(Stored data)
★ ★ ★

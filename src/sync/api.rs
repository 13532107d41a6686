//! Submission endpoints and their wire types.
//!
//! Bulk results are correlated to the sent records by position: result
//! `index` i answers the i-th submission of the request body.

use async_trait::async_trait;
use chrono::{DateTime, Utc};
use serde::{Deserialize, Serialize};
use std::collections::HashMap;
use tracing::warn;
use url::Url;

use crate::error::DeliveryError;
use crate::outbox::QueuedSubmission;

/// One submission as sent over the wire.
#[derive(Debug, Serialize)]
pub struct SubmissionBody<'a> {
  pub id: &'a str,
  pub form_id: &'a str,
  #[serde(skip_serializing_if = "Option::is_none")]
  pub form_version: Option<&'a str>,
  pub data: &'a serde_json::Value,
  pub device_id: &'a str,
  pub created_at: DateTime<Utc>,
}

impl<'a> From<&'a QueuedSubmission> for SubmissionBody<'a> {
  fn from(s: &'a QueuedSubmission) -> Self {
    Self {
      id: &s.id,
      form_id: &s.form_id,
      form_version: s.form_version.as_deref(),
      data: &s.payload,
      device_id: &s.device_id,
      created_at: s.created_at,
    }
  }
}

#[derive(Debug, Serialize)]
pub struct BulkRequest<'a> {
  pub submissions: Vec<SubmissionBody<'a>>,
  pub async_processing: bool,
}

#[derive(Debug, Deserialize)]
pub struct SubmitResponse {
  pub id: String,
}

#[derive(Debug, Clone, Deserialize)]
pub struct BulkResponse {
  pub success_count: usize,
  pub results: Vec<BulkItemResult>,
}

#[derive(Debug, Clone, Deserialize)]
pub struct BulkItemResult {
  pub index: usize,
  /// HTTP-style status for this item
  pub status: u16,
  #[serde(default)]
  pub id: Option<String>,
  #[serde(default)]
  pub error: Option<String>,
}

impl BulkItemResult {
  fn outcome(&self) -> Result<String, DeliveryError> {
    if (200..300).contains(&self.status) {
      match &self.id {
        Some(id) if !id.is_empty() => Ok(id.clone()),
        _ => Err(DeliveryError::MalformedResponse(format!(
          "result {} acknowledged without an id",
          self.index
        ))),
      }
    } else {
      Err(DeliveryError::from_status(
        self.status,
        self.error.clone().unwrap_or_default(),
      ))
    }
  }
}

impl BulkResponse {
  /// Per-record outcome for a request that carried `sent` submissions.
  ///
  /// A record without a result is treated as a malformed (retryable) answer.
  pub fn correlate(&self, sent: usize) -> Vec<Result<String, DeliveryError>> {
    let mut by_index: HashMap<usize, &BulkItemResult> = HashMap::new();
    for result in &self.results {
      if result.index >= sent {
        warn!(index = result.index, sent, "bulk result index out of range");
        continue;
      }
      by_index.entry(result.index).or_insert(result);
    }

    (0..sent)
      .map(|i| match by_index.get(&i) {
        Some(result) => result.outcome(),
        None => Err(DeliveryError::MalformedResponse(format!(
          "no result for submission {}",
          i
        ))),
      })
      .collect()
  }
}

/// Server endpoints that accept submissions.
#[async_trait]
pub trait SubmissionApi: Send + Sync {
  /// Deliver one submission. `Ok` carries the server's acknowledgment id.
  async fn submit(&self, submission: &QueuedSubmission) -> Result<String, DeliveryError>;

  /// Deliver many submissions in one call.
  async fn submit_bulk(
    &self,
    submissions: &[QueuedSubmission],
  ) -> Result<BulkResponse, DeliveryError>;
}

/// reqwest client for `POST /submissions` and `POST /submissions/bulk`.
#[derive(Clone)]
pub struct HttpSubmissionApi {
  client: reqwest::Client,
  submit_url: Url,
  bulk_url: Url,
  token: Option<String>,
  async_processing: bool,
}

impl HttpSubmissionApi {
  pub fn new(
    client: reqwest::Client,
    submit_url: Url,
    token: Option<String>,
    async_processing: bool,
  ) -> Result<Self, url::ParseError> {
    let bulk_url = Url::parse(&format!(
      "{}/bulk",
      submit_url.as_str().trim_end_matches('/')
    ))?;
    Ok(Self {
      client,
      submit_url,
      bulk_url,
      token,
      async_processing,
    })
  }

  fn post(&self, url: &Url) -> reqwest::RequestBuilder {
    let builder = self.client.post(url.clone());
    match &self.token {
      Some(token) => builder.bearer_auth(token),
      None => builder,
    }
  }

  async fn read_body(response: reqwest::Response) -> Result<Vec<u8>, DeliveryError> {
    let status = response.status();
    let body = response.bytes().await?;
    if !status.is_success() {
      return Err(DeliveryError::from_status(
        status.as_u16(),
        String::from_utf8_lossy(&body).into_owned(),
      ));
    }
    Ok(body.to_vec())
  }
}

#[async_trait]
impl SubmissionApi for HttpSubmissionApi {
  async fn submit(&self, submission: &QueuedSubmission) -> Result<String, DeliveryError> {
    let response = self
      .post(&self.submit_url)
      .header("Idempotency-Key", &submission.id)
      .json(&SubmissionBody::from(submission))
      .send()
      .await?;

    let body = Self::read_body(response).await?;
    let ack: SubmitResponse = serde_json::from_slice(&body)
      .map_err(|e| DeliveryError::MalformedResponse(e.to_string()))?;
    if ack.id.is_empty() {
      return Err(DeliveryError::MalformedResponse("empty id".to_string()));
    }
    Ok(ack.id)
  }

  async fn submit_bulk(
    &self,
    submissions: &[QueuedSubmission],
  ) -> Result<BulkResponse, DeliveryError> {
    let request = BulkRequest {
      submissions: submissions.iter().map(SubmissionBody::from).collect(),
      async_processing: self.async_processing,
    };
    let response = self.post(&self.bulk_url).json(&request).send().await?;

    let body = Self::read_body(response).await?;
    serde_json::from_slice(&body).map_err(|e| DeliveryError::MalformedResponse(e.to_string()))
  }
}

#[cfg(test)]
mod tests {
  use super::*;

  fn response(json: serde_json::Value) -> BulkResponse {
    serde_json::from_value(json).unwrap()
  }

  #[test]
  fn test_correlates_by_index_not_order() {
    let bulk = response(serde_json::json!({
      "success_count": 2,
      "results": [
        { "index": 2, "status": 201, "id": "s-2" },
        { "index": 0, "status": 201, "id": "s-0" },
        { "index": 1, "status": 422, "error": "missing field" }
      ]
    }));

    let outcomes = bulk.correlate(3);
    assert_eq!(outcomes[0], Ok("s-0".to_string()));
    assert!(matches!(
      outcomes[1],
      Err(DeliveryError::ServerRejected { status: 422, .. })
    ));
    assert_eq!(outcomes[2], Ok("s-2".to_string()));
  }

  #[test]
  fn test_missing_results_are_retryable() {
    let bulk = response(serde_json::json!({
      "success_count": 1,
      "results": [
        { "index": 0, "status": 200, "id": "s-0" },
        { "index": 7, "status": 200, "id": "stray" },
        { "index": 1, "status": 200 }
      ]
    }));

    let outcomes = bulk.correlate(3);
    assert!(outcomes[0].is_ok());
    assert!(matches!(outcomes[1], Err(DeliveryError::MalformedResponse(_))));
    assert!(matches!(outcomes[2], Err(DeliveryError::MalformedResponse(_))));
    assert!(outcomes.iter().filter_map(|o| o.as_ref().err()).all(|e| e.is_retryable()));
  }

  #[test]
  fn test_bulk_url_derived_from_submit_url() {
    let api = HttpSubmissionApi::new(
      reqwest::Client::new(),
      Url::parse("https://collect.example.org/api/submissions").unwrap(),
      None,
      true,
    )
    .unwrap();
    assert_eq!(
      api.bulk_url.as_str(),
      "https://collect.example.org/api/submissions/bulk"
    );
  }
}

★ ★ ★

Aim of the exercise: Set down every entry again, exactly as written.

Written solution:
filename src/sync/api.rs
repository 13532107d41a6686
//! Submission endpoints and their wire types.
//!
//! Bulk results are correlated to the sent records by position: result
//! `index` i answers the i-th submission of the request body.

use async_trait::async_trait;
use chrono::{DateTime, Utc};
use serde::{Deserialize, Serialize};
use std::collections::HashMap;
use tracing::warn;
use url::Url;

use crate::error::DeliveryError;
use crate::outbox::QueuedSubmission;

/// One submission as sent over the wire.
#[derive(Debug, Serialize)]
pub struct SubmissionBody<'a> {
  pub id: &'a str,
  pub form_id: &'a str,
  #[serde(skip_serializing_if = "Option::is_none")]
  pub form_version: Option<&'a str>,
  pub data: &'a serde_json::Value,
  pub device_id: &'a str,
  pub created_at: DateTime<Utc>,
}

impl<'a> From<&'a QueuedSubmission> for SubmissionBody<'a> {
  fn from(s: &'a QueuedSubmission) -> Self {
    Self {
      id: &s.id,
      form_id: &s.form_id,
      form_version: s.form_version.as_deref(),
      data: &s.payload,
      device_id: &s.device_id,
      created_at: s.created_at,
    }
  }
}

#[derive(Debug, Serialize)]
pub struct BulkRequest<'a> {
  pub submissions: Vec<SubmissionBody<'a>>,
  pub async_processing: bool,
}

#[derive(Debug, Deserialize)]
pub struct SubmitResponse {
  pub id: String,
}

#[derive(Debug, Clone, Deserialize)]
pub struct BulkResponse {
  pub success_count: usize,
  pub results: Vec<BulkItemResult>,
}

#[derive(Debug, Clone, Deserialize)]
pub struct BulkItemResult {
  pub index: usize,
  /// HTTP-style status for this item
  pub status: u16,
  #[serde(default)]
  pub id: Option<String>,
  #[serde(default)]
  pub error: Option<String>,
}

impl BulkItemResult {
  fn outcome(&self) -> Result<String, DeliveryError> {
    if (200..300).contains(&self.status) {
      match &self.id {
        Some(id) if !id.is_empty() => Ok(id.clone()),
        _ => Err(DeliveryError::MalformedResponse(format!(
          "result {} acknowledged without an id",
          self.index
        ))),
      }
    } else {
      Err(DeliveryError::from_status(
        self.status,
        self.error.clone().unwrap_or_default(),
      ))
    }
  }
}

impl BulkResponse {
  /// Per-record outcome for a request that carried `sent` submissions.
  ///
  /// A record without a result is treated as a malformed (retryable) answer.
  pub fn correlate(&self, sent: usize) -> Vec<Result<String, DeliveryError>> {
    let mut by_index: HashMap<usize, &BulkItemResult> = HashMap::new();
    for result in &self.results {
      if result.index >= sent {
        warn!(index = result.index, sent, "bulk result index out of range");
        continue;
      }
      by_index.entry(result.index).or_insert(result);
    }

    (0..sent)
      .map(|i| match by_index.get(&i) {
        Some(result) => result.outcome(),
        None => Err(DeliveryError::MalformedResponse(format!(
          "no result for submission {}",
          i
        ))),
      })
      .collect()
  }
}

/// Server endpoints that accept submissions.
#[async_trait]
pub trait SubmissionApi: Send + Sync {
  /// Deliver one submission. `Ok` carries the server's acknowledgment id.
  async fn submit(&self, submission: &QueuedSubmission) -> Result<String, DeliveryError>;

  /// Deliver many submissions in one call.
  async fn submit_bulk(
    &self,
    submissions: &[QueuedSubmission],
  ) -> Result<BulkResponse, DeliveryError>;
}

/// reqwest client for `POST /submissions` and `POST /submissions/bulk`.
#[derive(Clone)]
pub struct HttpSubmissionApi {
  client: reqwest::Client,
  submit_url: Url,
  bulk_url: Url,
  token: Option<String>,
  async_processing: bool,
}

impl HttpSubmissionApi {
  pub fn new(
    client: reqwest::Client,
    submit_url: Url,
    token: Option<String>,
    async_processing: bool,
  ) -> Result<Self, url::ParseError> {
    let bulk_url = Url::parse(&format!(
      "{}/bulk",
      submit_url.as_str().trim_end_matches('/')
    ))?;
    Ok(Self {
      client,
      submit_url,
      bulk_url,
      token,
      async_processing,
    })
  }

  fn post(&self, url: &Url) -> reqwest::RequestBuilder {
    let builder = self.client.post(url.clone());
    match &self.token {
      Some(token) => builder.bearer_auth(token),
      None => builder,
    }
  }

  async fn read_body(response: reqwest::Response) -> Result<Vec<u8>, DeliveryError> {
    let status = response.status();
    let body = response.bytes().await?;
    if !status.is_success() {
      return Err(DeliveryError::from_status(
        status.as_u16(),
        String::from_utf8_lossy(&body).into_owned(),
      ));
    }
    Ok(body.to_vec())
  }
}

#[async_trait]
impl SubmissionApi for HttpSubmissionApi {
  async fn submit(&self, submission: &QueuedSubmission) -> Result<String, DeliveryError> {
    let response = self
      .post(&self.submit_url)
      .header("Idempotency-Key", &submission.id)
      .json(&SubmissionBody::from(submission))
      .send()
      .await?;

    let body = Self::read_body(response).await?;
    let ack: SubmitResponse = serde_json::from_slice(&body)
      .map_err(|e| DeliveryError::MalformedResponse(e.to_string()))?;
    if ack.id.is_empty() {
      return Err(DeliveryError::MalformedResponse("empty id".to_string()));
    }
    Ok(ack.id)
  }

  async fn submit_bulk(
    &self,
    submissions: &[QueuedSubmission],
  ) -> Result<BulkResponse, DeliveryError> {
    let request = BulkRequest {
      submissions: submissions.iter().map(SubmissionBody::from).collect(),
      async_processing: self.async_processing,
    };
    let response = self.post(&self.bulk_url).json(&request).send().await?;

    let body = Self::read_body(response).await?;
    serde_json::from_slice(&body).map_err(|e| DeliveryError::MalformedResponse(e.to_string()))
  }
}

#[cfg(test)]
mod tests {
  use super::*;

  fn response(json: serde_json::Value) -> BulkResponse {
    serde_json::from_value(json).unwrap()
  }

  #[test]
  fn test_correlates_by_index_not_order() {
    let bulk = response(serde_json::json!({
      "success_count": 2,
      "results": [
        { "index": 2, "status": 201, "id": "s-2" },
        { "index": 0, "status": 201, "id": "s-0" },
        { "index": 1, "status": 422, "error": "missing field" }
      ]
    }));

    let outcomes = bulk.correlate(3);
    assert_eq!(outcomes[0], Ok("s-0".to_string()));
    assert!(matches!(
      outcomes[1],
      Err(DeliveryError::ServerRejected { status: 422, .. })
    ));
    assert_eq!(outcomes[2], Ok("s-2".to_string()));
  }

  #[test]
  fn test_missing_results_are_retryable() {
    let bulk = response(serde_json::json!({
      "success_count": 1,
      "results": [
        { "index": 0, "status": 200, "id": "s-0" },
        { "index": 7, "status": 200, "id": "stray" },
        { "index": 1, "status": 200 }
      ]
    }));

    let outcomes = bulk.correlate(3);
    assert!(outcomes[0].is_ok());
    assert!(matches!(outcomes[1], Err(DeliveryError::MalformedResponse(_))));
    assert!(matches!(outcomes[2], Err(DeliveryError::MalformedResponse(_))));
    assert!(outcomes.iter().filter_map(|o| o.as_ref().err()).all(|e| e.is_retryable()));
  }

  #[test]
  fn test_bulk_url_derived_from_submit_url() {
    let api = HttpSubmissionApi::new(
      reqwest::Client::new(),
      Url::parse("https://collect.example.org/api/submissions").unwrap(),
      None,
      true,
    )
    .unwrap();
    assert_eq!(
      api.bulk_url.as_str(),
      "https://collect.example.org/api/submissions/bulk"
    );
  }
}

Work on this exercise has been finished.